Every one laughed, courtier-like, in a most exaggerated manner. A most witty remark, thoroughly Parisian, according to Bordenave. Nana no longer answered. The curtain shook; no doubt she was making up her mind to appear. Then Count Muffat, who had become very red in the face, looked about him. It was a square room, very low in the ceiling, and hung throughout with some light West Indian material. A curtain of the same stuff, hanging on a brass rod, completely shut off one end of the chamber. Two large windows looked out on to the courtyard of the theatre, at a distance of only a few feet from a leprous-looking wall, on to which, in the darkness of the night, the panes of glass reflected a series of yellow squares. A big cheval-glassak stood opposite a marble dressing-table, which was covered with innumerable glass bottles and pots containing hair oils, scents, face powders, and all the ingredients necessary for making up.
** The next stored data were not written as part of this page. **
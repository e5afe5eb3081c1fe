use crate::engine::Engine;
use crate::error::EngineError;
use async_trait::async_trait;
use ingestion::{routing_key, RawEvent};
use jobs::scheduler::spawn_periodic;
use jobs::{Handler, Job, JobHandler, PartitionedPool, Worker};
use sentinel_core::error::SentinelError;
use std::sync::atomic::Ordering;
use std::sync::Arc;
use std::time::Duration;
use tokio::task::JoinHandle;
use tracing::{debug, error, info};

struct IngestHandler {
    engine: Arc<Engine>,
}

#[async_trait]
impl Handler<RawEvent> for IngestHandler {
    async fn handle(&self, raw: RawEvent) {
        if let Err(e) = self.engine.ingest_now(raw).await {
            debug!(kind = e.error_kind().as_str(), "event not ingested: {}", e);
        }
    }
}

struct EngineJobs {
    engine: Arc<Engine>,
}

#[async_trait]
impl JobHandler for EngineJobs {
    async fn handle(&self, job: Job) -> anyhow::Result<()> {
        match job {
            Job::ScoreAccount { account_id } => {
                if self.engine.score_account(&account_id).is_none() {
                    anyhow::bail!("unknown account {account_id}");
                }
            }
            Job::RunAnalysis => {
                self.engine.run_analysis_pass().await?;
            }
            Job::Recluster => {
                self.engine.recluster().await?;
            }
        }
        Ok(())
    }
}

/// Background tasks of a started engine.
pub struct EngineHandle {
    engine: Arc<Engine>,
    dispatcher: JoinHandle<()>,
    tasks: Vec<JoinHandle<()>>,
}

impl Engine {
    /// Spawns the per-author ingest workers, the job worker and the periodic
    /// analysis and recluster jobs. An engine starts at most once.
    pub fn start(self: Arc<Self>) -> Result<EngineHandle, EngineError> {
        let receiver = self.take_job_receiver().ok_or(EngineError::AlreadyStarted)?;
        self.running.store(true, Ordering::SeqCst);

        let settings = self.config.jobs.clone();
        let background = self.shutdown.child_token();

        let pool = PartitionedPool::<RawEvent>::spawn(
            settings.workers,
            settings.worker_queue_capacity,
            Arc::new(IngestHandler {
                engine: Arc::clone(&self),
            }),
            background.clone(),
        );
        info!(workers = pool.workers(), "ingest workers started");

        let dispatcher = {
            let engine = Arc::clone(&self);
            tokio::spawn(async move {
                while let Some(raw) = engine.inbox.pop().await {
                    let key = routing_key(&raw).unwrap_or_else(|| raw.platform.clone());
                    if let Err(e) = pool.dispatch(&key, raw).await {
                        error!("ingest workers unavailable: {}", e);
                        break;
                    }
                }
                pool.shutdown().await;
                debug!("ingest dispatcher stopped");
            })
        };

        let mut tasks = Vec::with_capacity(3);
        let handler = Arc::new(EngineJobs {
            engine: Arc::clone(&self),
        });
        tasks.push(tokio::spawn(
            Worker::new(receiver, handler, background.clone()).run(),
        ));

        let engine = Arc::clone(&self);
        tasks.push(spawn_periodic(
            "analysis",
            Duration::from_secs(settings.analysis_interval_secs),
            background.clone(),
            move || {
                let engine = Arc::clone(&engine);
                async move {
                    engine.replay_dead_letters().await;
                    if let Err(e) = engine.run_analysis_pass().await {
                        error!(kind = e.error_kind().as_str(), "analysis pass failed: {}", e);
                    }
                }
            },
        ));

        let engine = Arc::clone(&self);
        tasks.push(spawn_periodic(
            "recluster",
            Duration::from_secs(settings.recluster_interval_secs),
            background,
            move || {
                let engine = Arc::clone(&engine);
                async move {
                    match engine.recluster().await {
                        Ok(report) => debug!(
                            clusters = report.clusters,
                            moved = report.moved,
                            "scheduled recluster finished"
                        ),
                        Err(e) => error!(kind = e.error_kind().as_str(), "recluster failed: {}", e),
                    }
                }
            },
        ));

        Ok(EngineHandle {
            engine: self,
            dispatcher,
            tasks,
        })
    }
}

impl EngineHandle {
    pub fn engine(&self) -> &Arc<Engine> {
        &self.engine
    }

    /// Stops accepting events, waits for queued ones to be ingested, then
    /// cancels the job worker and periodic jobs. A batch pass in flight is
    /// cancelled and leaves its checkpoint behind.
    pub async fn shutdown(self) {
        self.engine.inbox.close();
        if let Err(e) = self.dispatcher.await {
            error!("ingest dispatcher panicked: {}", e);
        }
        self.engine.running.store(false, Ordering::SeqCst);
        self.engine.shutdown.cancel();
        for task in self.tasks {
            if let Err(e) = task.await {
                error!("engine task panicked: {}", e);
            }
        }
        info!("engine stopped");
    }
}
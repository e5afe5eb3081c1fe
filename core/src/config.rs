use config::{Config, ConfigError, Environment, File, FileFormat};
use serde::{Deserialize, Serialize};
use std::env;

const WEIGHT_TOLERANCE: f64 = 1e-6;

#[derive(Debug, Clone, Copy, PartialEq, Eq, Default, Serialize, Deserialize)]
#[serde(rename_all = "snake_case")]
pub enum OverflowPolicy {
    #[default]
    Reject,
    DropOldest,
}

#[derive(Debug, Deserialize, Clone)]
#[serde(default)]
pub struct ServerConfig {
    pub host: String,
    pub port: u16,
}

impl Default for ServerConfig {
    fn default() -> Self {
        Self {
            host: "0.0.0.0".to_string(),
            port: 8000,
        }
    }
}

#[derive(Debug, Deserialize, Clone)]
#[serde(default)]
pub struct IngestionConfig {
    pub queue_capacity: usize,
    pub overflow_policy: OverflowPolicy,
    pub model_id: String,
    pub embedding_dims: usize,
    pub embedding_timeout_ms: u64,
    /// Posts dated further than this past the ingestion clock are malformed.
    pub max_future_skew_secs: i64,
}

impl Default for IngestionConfig {
    fn default() -> Self {
        Self {
            queue_capacity: 10_000,
            overflow_policy: OverflowPolicy::Reject,
            model_id: "feature-hash-v1".to_string(),
            embedding_dims: crate::embedding::EMBEDDING_DIMS,
            embedding_timeout_ms: 2_000,
            max_future_skew_secs: 300,
        }
    }
}

#[derive(Debug, Deserialize, Clone)]
#[serde(default)]
pub struct ClusteringConfig {
    pub window_hours: i64,
    /// Cosine to a narrative centroid needed for incremental assignment.
    pub assignment_threshold: f32,
    /// Cosine at which two posts are neighbours during a full recluster.
    pub density_similarity: f32,
    pub min_samples: usize,
    pub min_cluster_size: usize,
    pub archive_ttl_hours: i64,
    pub recluster_batch_size: usize,
    pub max_contention_retries: usize,
}

impl Default for ClusteringConfig {
    fn default() -> Self {
        Self {
            window_hours: 24,
            assignment_threshold: 0.55,
            density_similarity: 0.6,
            min_samples: 3,
            min_cluster_size: 5,
            archive_ttl_hours: 6,
            recluster_batch_size: 256,
            max_contention_retries: 8,
        }
    }
}

#[derive(Debug, Deserialize, Clone)]
#[serde(default)]
pub struct BotWeights {
    pub posting_frequency: f64,
    pub handle_entropy: f64,
    pub follow_ratio: f64,
    pub text_repetition: f64,
    pub account_age: f64,
}

impl Default for BotWeights {
    fn default() -> Self {
        Self {
            posting_frequency: 0.25,
            handle_entropy: 0.15,
            follow_ratio: 0.20,
            text_repetition: 0.25,
            account_age: 0.15,
        }
    }
}

impl BotWeights {
    pub fn sum(&self) -> f64 {
        self.posting_frequency
            + self.handle_entropy
            + self.follow_ratio
            + self.text_repetition
            + self.account_age
    }
}

#[derive(Debug, Deserialize, Clone)]
#[serde(default)]
pub struct BotConfig {
    pub weights: BotWeights,
    pub posts_per_day_threshold: f64,
    pub posts_per_day_saturation: f64,
    pub entropy_threshold: f64,
    pub entropy_saturation: f64,
    pub follow_ratio_threshold: f64,
    pub follow_ratio_saturation: f64,
    pub repetition_saturation: f64,
    pub near_duplicate_similarity: f32,
    pub young_account_days: f64,
    pub mature_account_days: f64,
    pub bot_threshold: f64,
    pub suspicious_threshold: f64,
    pub recent_post_limit: usize,
}

impl Default for BotConfig {
    fn default() -> Self {
        Self {
            weights: BotWeights::default(),
            posts_per_day_threshold: 20.0,
            posts_per_day_saturation: 100.0,
            entropy_threshold: 3.3,
            entropy_saturation: 3.8,
            follow_ratio_threshold: 2.0,
            follow_ratio_saturation: 20.0,
            repetition_saturation: 0.5,
            near_duplicate_similarity: 0.9,
            young_account_days: 7.0,
            mature_account_days: 90.0,
            bot_threshold: 0.7,
            suspicious_threshold: 0.4,
            recent_post_limit: 50,
        }
    }
}

#[derive(Debug, Deserialize, Clone)]
#[serde(default)]
pub struct GraphConfig {
    pub window_hours: i64,
    pub similar_text_threshold: f32,
    pub similar_text_window_secs: i64,
    pub bot_community_threshold: f64,
    pub organic_community_threshold: f64,
    pub burst_min_accounts: usize,
    /// Earlier posts each post is compared against in the similar-text sweep.
    pub similar_text_max_candidates: usize,
    pub max_levels: usize,
    pub max_passes: usize,
}

impl Default for GraphConfig {
    fn default() -> Self {
        Self {
            window_hours: 24,
            similar_text_threshold: 0.9,
            similar_text_window_secs: 600,
            bot_community_threshold: 0.6,
            organic_community_threshold: 0.3,
            burst_min_accounts: 3,
            similar_text_max_candidates: 256,
            max_levels: 8,
            max_passes: 20,
        }
    }
}

#[derive(Debug, Deserialize, Clone)]
#[serde(default)]
pub struct RiskWeights {
    pub bot_ratio: f64,
    pub spike_velocity: f64,
    pub coordination: f64,
    pub suspicious_urls: f64,
}

impl Default for RiskWeights {
    fn default() -> Self {
        Self {
            bot_ratio: 0.30,
            spike_velocity: 0.25,
            coordination: 0.25,
            suspicious_urls: 0.20,
        }
    }
}

impl RiskWeights {
    pub fn sum(&self) -> f64 {
        self.bot_ratio + self.spike_velocity + self.coordination + self.suspicious_urls
    }
}

#[derive(Debug, Deserialize, Clone)]
#[serde(default)]
pub struct RiskConfig {
    pub weights: RiskWeights,
    pub bot_ratio_saturation: f64,
    pub z_saturation: f64,
    pub url_saturation: f64,
    pub spike_multiplier: f64,
    pub min_spike_rate: f64,
    pub baseline_hours: i64,
}

impl Default for RiskConfig {
    fn default() -> Self {
        Self {
            weights: RiskWeights::default(),
            bot_ratio_saturation: 0.4,
            z_saturation: 3.0,
            url_saturation: 5.0,
            spike_multiplier: 3.0,
            min_spike_rate: 5.0,
            baseline_hours: 23,
        }
    }
}

#[derive(Debug, Deserialize, Clone)]
#[serde(default)]
pub struct QueryConfig {
    pub bucket_minutes: i64,
    pub lookback_hours: i64,
    pub bot_score_floor: f64,
    pub origin_seed_minutes: i64,
    pub origin_bucket_minutes: i64,
}

impl Default for QueryConfig {
    fn default() -> Self {
        Self {
            bucket_minutes: 30,
            lookback_hours: 24,
            bot_score_floor: 0.5,
            origin_seed_minutes: 30,
            origin_bucket_minutes: 5,
        }
    }
}

#[derive(Debug, Deserialize, Clone)]
#[serde(default)]
pub struct JobsConfig {
    pub workers: usize,
    pub worker_queue_capacity: usize,
    pub retry_max_attempts: u32,
    pub retry_base_delay_ms: u64,
    pub retry_max_delay_ms: u64,
    pub analysis_interval_secs: u64,
    pub recluster_interval_secs: u64,
    pub checkpoint_dir: String,
    pub dead_letter_path: String,
}

impl Default for JobsConfig {
    fn default() -> Self {
        Self {
            workers: 4,
            worker_queue_capacity: 1_024,
            retry_max_attempts: 5,
            retry_base_delay_ms: 50,
            retry_max_delay_ms: 2_000,
            analysis_interval_secs: 60,
            recluster_interval_secs: 300,
            checkpoint_dir: "data/checkpoints".to_string(),
            dead_letter_path: "data/dead_letter.jsonl".to_string(),
        }
    }
}

#[derive(Debug, Deserialize, Clone, Default)]
#[serde(default)]
pub struct AppConfig {
    pub server: ServerConfig,
    pub ingestion: IngestionConfig,
    pub clustering: ClusteringConfig,
    pub bot: BotConfig,
    pub graph: GraphConfig,
    pub risk: RiskConfig,
    pub query: QueryConfig,
    pub jobs: JobsConfig,
}

impl AppConfig {
    /// `config/default`, then `config/{RUN_MODE}`, then `SENTINEL__*` env vars.
    pub fn load() -> Result<Self, ConfigError> {
        let run_mode = env::var("RUN_MODE").unwrap_or_else(|_| "development".into());

        let builder = Config::builder()
            .add_source(File::with_name("config/default").required(false))
            .add_source(File::with_name(&format!("config/{}", run_mode)).required(false))
            .add_source(Environment::with_prefix("SENTINEL").separator("__"));

        let config: AppConfig = builder.build()?.try_deserialize()?;
        config.validate().map_err(ConfigError::Message)?;
        Ok(config)
    }

    pub fn from_toml_str(raw: &str) -> Result<Self, ConfigError> {
        let config: AppConfig = Config::builder()
            .add_source(File::from_str(raw, FileFormat::Toml))
            .build()?
            .try_deserialize()?;
        config.validate().map_err(ConfigError::Message)?;
        Ok(config)
    }

    pub fn validate(&self) -> Result<(), String> {
        let bot_sum = self.bot.weights.sum();
        if (bot_sum - 1.0).abs() > WEIGHT_TOLERANCE {
            return Err(format!("bot weights must sum to 1.0, got {bot_sum}"));
        }
        let risk_sum = self.risk.weights.sum();
        if (risk_sum - 1.0).abs() > WEIGHT_TOLERANCE {
            return Err(format!("risk weights must sum to 1.0, got {risk_sum}"));
        }

        let unit = [
            ("clustering.assignment_threshold", self.clustering.assignment_threshold as f64),
            ("clustering.density_similarity", self.clustering.density_similarity as f64),
            ("graph.similar_text_threshold", self.graph.similar_text_threshold as f64),
            ("bot.bot_threshold", self.bot.bot_threshold),
            ("bot.suspicious_threshold", self.bot.suspicious_threshold),
            ("query.bot_score_floor", self.query.bot_score_floor),
        ];
        for (name, value) in unit {
            if !(0.0..=1.0).contains(&value) {
                return Err(format!("{name} must be within [0, 1], got {value}"));
            }
        }
        if self.bot.suspicious_threshold > self.bot.bot_threshold {
            return Err("bot.suspicious_threshold must not exceed bot.bot_threshold".into());
        }

        let positive = [
            ("clustering.window_hours", self.clustering.window_hours),
            ("graph.window_hours", self.graph.window_hours),
            ("graph.similar_text_window_secs", self.graph.similar_text_window_secs),
            ("query.bucket_minutes", self.query.bucket_minutes),
            ("query.lookback_hours", self.query.lookback_hours),
            ("query.origin_seed_minutes", self.query.origin_seed_minutes),
            ("query.origin_bucket_minutes", self.query.origin_bucket_minutes),
        ];
        for (name, value) in positive {
            if value <= 0 {
                return Err(format!("{name} must be positive, got {value}"));
            }
        }
        if self.ingestion.queue_capacity == 0 {
            return Err("ingestion.queue_capacity must be positive".into());
        }
        if self.clustering.recluster_batch_size == 0 {
            return Err("clustering.recluster_batch_size must be positive".into());
        }
        Ok(())
    }
}

#[cfg(test)]
mod tests {
    use super::*;

    #[test]
    fn defaults_are_valid() {
        let config = AppConfig::default();
        assert!(config.validate().is_ok());
        assert_eq!(config.ingestion.embedding_dims, 384);
        assert_eq!(config.query.bucket_minutes, 30);
    }

    #[test]
    fn toml_overrides_merge_with_defaults() {
        let config = AppConfig::from_toml_str(
            r#"
            [server]
            port = 9090

            [ingestion]
            overflow_policy = "drop_oldest"
            "#,
        )
        .unwrap();
        assert_eq!(config.server.port, 9090);
        assert_eq!(config.server.host, "0.0.0.0");
        assert_eq!(config.ingestion.overflow_policy, OverflowPolicy::DropOldest);
        assert_eq!(config.clustering.window_hours, 24);
    }

    #[test]
    fn shipped_default_file_matches_builtin_defaults() {
        let config = AppConfig::from_toml_str(include_str!("../../config/default.toml")).unwrap();
        let builtin = AppConfig::default();
        assert_eq!(config.clustering.min_cluster_size, builtin.clustering.min_cluster_size);
        assert_eq!(config.graph.similar_text_window_secs, 600);
        assert_eq!(config.jobs.worker_queue_capacity, builtin.jobs.worker_queue_capacity);
        assert!((config.risk.weights.sum() - 1.0).abs() < 1e-9);
    }

    #[test]
    fn weights_not_summing_to_one_are_rejected() {
        let err = AppConfig::from_toml_str(
            r#"
            [risk.weights]
            bot_ratio = 0.5
            "#,
        )
        .unwrap_err();
        assert!(err.to_string().contains("risk weights"));
    }
}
Approaching the mirror, the count caught sight of his own red face, with beads of perspiration resting on his forehead. He lowered his eyes, and proceeded to place himself before the dressing-table, on which a basin full of soapy water, some wet sponges, and various little ivory implements scattered about seemed to absorb his mind for a while. The same dizzy feeling he had experienced on the occasion of his visit to Nana, in the Boulevard Haussmann, again seized hold of him. He seemed to sink deeper into the thick carpet beneath his feet; the gas-jets burning on either side of the dressing-table and the cheval-glass were like the hissing flames of a furnace surrounding his temples. One minute, fearful of fainting away under the influence of all the feminine odour, full of warmth, and rendered ten times more pronounced by the lowness of the ceiling, which he encountered for the second time, he seated himself on the edge of the well-padded sofa that occupied the space between the two windows. But he rose up again almost immediately, and returned to the dressing-table, no longer to examine anything, but with a vague expression in his eyes, and thinking of a bouquet of tuberoses which had been allowed to fade in his room a long time ago, their powerful smell having nearly killed him. When tuberoses decay they emit a kind of human odour.

“Do be quick!” whispered Bordenave, passing his head behind the curtain.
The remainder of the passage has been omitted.